# Remote Codes



## UofAZCats (Oct 11, 2005)

Does anyone have the Directv remote codes for the the Sony Playstation 3 (PS3) or the Sony STR-DG910? Is there a file or website with a complete list of the codes?


----------



## YMark (Oct 26, 2007)

The PS3 is Bluetooth, not IR so the DTV remote can't control the PS3.


----------



## Smuuth (Oct 4, 2005)

UofAZCats said:


> Does anyone have the Directv remote codes for the the Sony Playstation 3 (PS3) or the Sony STR-DG910? Is there a file or website with a complete list of the codes?
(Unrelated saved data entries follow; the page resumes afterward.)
//! Instanced box pipeline for the keyboard scene.

use folio_core::scene::{gpu_lights, GpuInstance, GpuLight, Scene};
use wgpu;
use wgpu::util::DeviceExt;

use super::helpers::{self, BoxVertex, DEPTH_FORMAT};
use crate::atlas::{AtlasLayout, LabelAtlas};
use crate::constants::MAX_GPU_LIGHTS;

const INITIAL_INSTANCE_CAPACITY: usize = 256;

#[repr(C)]
#[derive(Copy, Clone, bytemuck::Pod, bytemuck::Zeroable)]
pub(crate) struct Globals {
    pub(crate) view_proj: [[f32; 4]; 4],
    pub(crate) eye: [f32; 4],
    pub(crate) fog_color: [f32; 4],
    pub(crate) fog_range: [f32; 4],
    pub(crate) lights: [GpuLight; MAX_GPU_LIGHTS],
}

impl Globals {
    pub(crate) fn from_scene(scene: &Scene, aspect: f32) -> Self {
        let cam = &scene.camera;
        let lights = gpu_lights(scene, MAX_GPU_LIGHTS);
        let mut packed = [GpuLight {
            position: [0.0; 4],
            color: [0.0; 4],
        }; MAX_GPU_LIGHTS];
        packed[..lights.len()].copy_from_slice(&lights);
        let (fog_color, fog_range) = match scene.fog {
            Some(fog) => {
                let [r, g, b, _] = fog.color.to_linear();
                ([r, g, b, 1.0], [fog.near, fog.far, lights.len() as f32, 0.0])
            }
            None => ([0.0; 4], [0.0, 1.0, lights.len() as f32, 0.0]),
        };
        Self {
            view_proj: cam.view_proj(aspect).to_cols_array_2d(),
            eye: [cam.eye.x, cam.eye.y, cam.eye.z, scene.ambient_intensity()],
            fog_color,
            fog_range,
            lights: packed,
        }
    }
}

/// Opaque meshes first, translucent ones after, so the glass blends over
/// what is already in the depth buffer.
pub(crate) fn pack_instances(scene: &Scene, atlas: &LabelAtlas) -> Vec<GpuInstance> {
    let (opaque, translucent): (Vec<_>, Vec<_>) = scene
        .meshes
        .iter()
        .partition(|m| m.material.opacity >= 1.0);
    opaque
        .into_iter()
        .chain(translucent)
        .map(|m| {
            let slot = m.label.as_ref().and_then(|l| atlas.slot(l.icon));
            GpuInstance::from_mesh(m, slot)
        })
        .collect()
}

pub(crate) struct BoxResources {
    pub(crate) pipeline: wgpu::RenderPipeline,
    pub(crate) globals_buffer: wgpu::Buffer,
    pub(crate) bind_group: wgpu::BindGroup,
    pub(crate) vertex_buffer: wgpu::Buffer,
    pub(crate) index_buffer: wgpu::Buffer,
    pub(crate) index_count: u32,
    pub(crate) instance_buffer: wgpu::Buffer,
    pub(crate) instance_capacity: usize,
    pub(crate) instance_count: u32,
    _atlas_texture: wgpu::Texture,
}

fn create_atlas_texture(
    device: &wgpu::Device,
    queue: &wgpu::Queue,
    layout: &AtlasLayout,
    pixels: &[u8],
) -> wgpu::Texture {
    let (width, height) = layout.size();
    let size = wgpu::Extent3d {
        width,
        height,
        depth_or_array_layers: 1,
    };
    let texture = device.create_texture(&wgpu::TextureDescriptor {
        label: Some("label_atlas"),
        size,
        mip_level_count: 1,
        sample_count: 1,
        dimension: wgpu::TextureDimension::D2,
        format: wgpu::TextureFormat::Rgba8UnormSrgb,
        usage: wgpu::TextureUsages::TEXTURE_BINDING | wgpu::TextureUsages::COPY_DST,
        view_formats: &[],
    });
    queue.write_texture(
        wgpu::TexelCopyTextureInfo {
            texture: &texture,
            mip_level: 0,
            origin: wgpu::Origin3d::ZERO,
            aspect: wgpu::TextureAspect::All,
        },
        pixels,
        wgpu::TexelCopyBufferLayout {
            offset: 0,
            bytes_per_row: Some(4 * width),
            rows_per_image: Some(height),
        },
        size,
    );
    texture
}

fn create_instance_buffer(device: &wgpu::Device, capacity: usize) -> wgpu::Buffer {
    device.create_buffer(&wgpu::BufferDescriptor {
        label: Some("box_instances"),
        size: (capacity * std::mem::size_of::<GpuInstance>()) as u64,
        usage: wgpu::BufferUsages::VERTEX | wgpu::BufferUsages::COPY_DST,
        mapped_at_creation: false,
    })
}

pub(crate) fn create_box_resources(
    device: &wgpu::Device,
    queue: &wgpu::Queue,
    hdr_format: wgpu::TextureFormat,
    atlas_layout: &AtlasLayout,
    atlas_pixels: &[u8],
) -> BoxResources {
    let shader = device.create_shader_module(wgpu::ShaderModuleDescriptor {
        label: Some("scene_shader"),
        source: wgpu::ShaderSource::Wgsl(folio_core::SCENE_WGSL.into()),
    });
    let bgl = device.create_bind_group_layout(&wgpu::BindGroupLayoutDescriptor {
        label: Some("scene_bgl"),
        entries: &[
            wgpu::BindGroupLayoutEntry {
                binding: 0,
                visibility: wgpu::ShaderStages::VERTEX_FRAGMENT,
                ty: wgpu::BindingType::Buffer {
                    ty: wgpu::BufferBindingType::Uniform,
                    has_dynamic_offset: false,
                    min_binding_size: None,
                },
                count: None,
            },
            wgpu::BindGroupLayoutEntry {
                binding: 1,
                visibility: wgpu::ShaderStages::FRAGMENT,
                ty: wgpu::BindingType::Texture {
                    multisampled: false,
                    view_dimension: wgpu::TextureViewDimension::D2,
                    sample_type: wgpu::TextureSampleType::Float { filterable: true },
                },
                count: None,
            },
            wgpu::BindGroupLayoutEntry {
                binding: 2,
                visibility: wgpu::ShaderStages::FRAGMENT,
                ty: wgpu::BindingType::Sampler(wgpu::SamplerBindingType::Filtering),
                count: None,
            },
        ],
    });
    let pl = device.create_pipeline_layout(&wgpu::PipelineLayoutDescriptor {
        label: Some("scene_pl"),
        bind_group_layouts: &[&bgl],
        push_constant_ranges: &[],
    });

    let vertex_attrs = wgpu::vertex_attr_array![0 => Float32x3, 1 => Float32x3, 2 => Float32x2];
    let instance_attrs = wgpu::vertex_attr_array![
        3 => Float32x4, 4 => Float32x4, 5 => Float32x4, 6 => Float32x4,
        7 => Float32x4, 8 => Float32x4, 9 => Float32x4
    ];
    let pipeline = device.create_render_pipeline(&wgpu::RenderPipelineDescriptor {
        label: Some("scene_pipeline"),
        layout: Some(&pl),
        vertex: wgpu::VertexState {
            module: &shader,
            entry_point: Some("vs_main"),
            buffers: &[
                wgpu::VertexBufferLayout {
                    array_stride: std::mem::size_of::<BoxVertex>() as u64,
                    step_mode: wgpu::VertexStepMode::Vertex,
                    attributes: &vertex_attrs,
                },
                wgpu::VertexBufferLayout {
                    array_stride: std::mem::size_of::<GpuInstance>() as u64,
                    step_mode: wgpu::VertexStepMode::Instance,
                    attributes: &instance_attrs,
                },
            ],
            compilation_options: wgpu::PipelineCompilationOptions::default(),
        },
        primitive: wgpu::PrimitiveState {
            cull_mode: Some(wgpu::Face::Back),
            ..Default::default()
        },
        depth_stencil: Some(wgpu::DepthStencilState {
            format: DEPTH_FORMAT,
            depth_write_enabled: true,
            depth_compare: wgpu::CompareFunction::Less,
            stencil: wgpu::StencilState::default(),
            bias: wgpu::DepthBiasState::default(),
        }),
        multisample: wgpu::MultisampleState::default(),
        fragment: Some(wgpu::FragmentState {
            module: &shader,
            entry_point: Some("fs_main"),
            targets: &[Some(wgpu::ColorTargetState {
                format: hdr_format,
                blend: Some(wgpu::BlendState::ALPHA_BLENDING),
                write_mask: wgpu::ColorWrites::ALL,
            })],
            compilation_options: wgpu::PipelineCompilationOptions::default(),
        }),
        cache: None,
        multiview: None,
    });

    let globals_buffer =
        helpers::create_uniform_buffer(device, "scene_globals", std::mem::size_of::<Globals>());
    let atlas_texture = create_atlas_texture(device, queue, atlas_layout, atlas_pixels);
    let atlas_view = atlas_texture.create_view(&wgpu::TextureViewDescriptor::default());
    let sampler = helpers::linear_sampler(device, "atlas_sampler");
    let bind_group = device.create_bind_group(&wgpu::BindGroupDescriptor {
        label: Some("scene_bg"),
        layout: &bgl,
        entries: &[
            wgpu::BindGroupEntry {
                binding: 0,
                resource: globals_buffer.as_entire_binding(),
            },
            wgpu::BindGroupEntry {
                binding: 1,
                resource: wgpu::BindingResource::TextureView(&atlas_view),
            },
            wgpu::BindGroupEntry {
                binding: 2,
                resource: wgpu::BindingResource::Sampler(&sampler),
            },
        ],
    });

    let (vertices, indices) = helpers::unit_cube();
    let vertex_buffer = device.create_buffer_init(&wgpu::util::BufferInitDescriptor {
        label: Some("cube_vertices"),
        contents: bytemuck::cast_slice(&vertices),
        usage: wgpu::BufferUsages::VERTEX,
    });
    let index_buffer = device.create_buffer_init(&wgpu::util::BufferInitDescriptor {
        label: Some("cube_indices"),
        contents: bytemuck::cast_slice(&indices),
        usage: wgpu::BufferUsages::INDEX,
    });

    BoxResources {
        pipeline,
        globals_buffer,
        bind_group,
        vertex_buffer,
        index_buffer,
        index_count: indices.len() as u32,
        instance_buffer: create_instance_buffer(device, INITIAL_INSTANCE_CAPACITY),
        instance_capacity: INITIAL_INSTANCE_CAPACITY,
        instance_count: 0,
        _atlas_texture: atlas_texture,
    }
}

impl BoxResources {
    /// Uploads this frame's globals and instances, growing the buffer if needed.
    pub(crate) fn upload(
        &mut self,
        device: &wgpu::Device,
        queue: &wgpu::Queue,
        globals: &Globals,
        instances: &[GpuInstance],
    ) {
        if instances.len() > self.instance_capacity {
            self.instance_capacity = instances.len().next_power_of_two();
            self.instance_buffer = create_instance_buffer(device, self.instance_capacity);
        }
        queue.write_buffer(&self.globals_buffer, 0, bytemuck::bytes_of(globals));
        queue.write_buffer(&self.instance_buffer, 0, bytemuck::cast_slice(instances));
        self.instance_count = instances.len() as u32;
    }

    pub(crate) fn draw(&self, pass: &mut wgpu::RenderPass<'_>) {
        pass.set_pipeline(&self.pipeline);
        pass.set_bind_group(0, &self.bind_group, &[]);
        pass.set_vertex_buffer(0, self.vertex_buffer.slice(..));
        pass.set_vertex_buffer(1, self.instance_buffer.slice(..));
        pass.set_index_buffer(self.index_buffer.slice(..), wgpu::IndexFormat::Uint16);
        pass.draw_indexed(0..self.index_count, 0, 0..self.instance_count);
    }
}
From the DIRECTV website: Remote Control Code Search


----------



## Jimmy 440 (Nov 17, 2007)

Thank you so much for posting this link.I've been trying for months to find the remote code for my Olevia 42" HD 542i tv.I've been to the D site before,but it wasn't there.It must have been updated within the past few days.Today I tried it again for giggles & a new code popped up & it worked ! Wow.

Happy New Years ! 

Jimmy


----------



## Sah (Jul 17, 2006)

Smuuth said:


> From the DIRECTV website: Remote Control Code Search


Yes, thank you, thank you, thank you for posting this link! We've been trying forever to find the right code for our Olevia 323V and never could. I just checked the D* website using your link, and found one that works. Sweet!!!


----------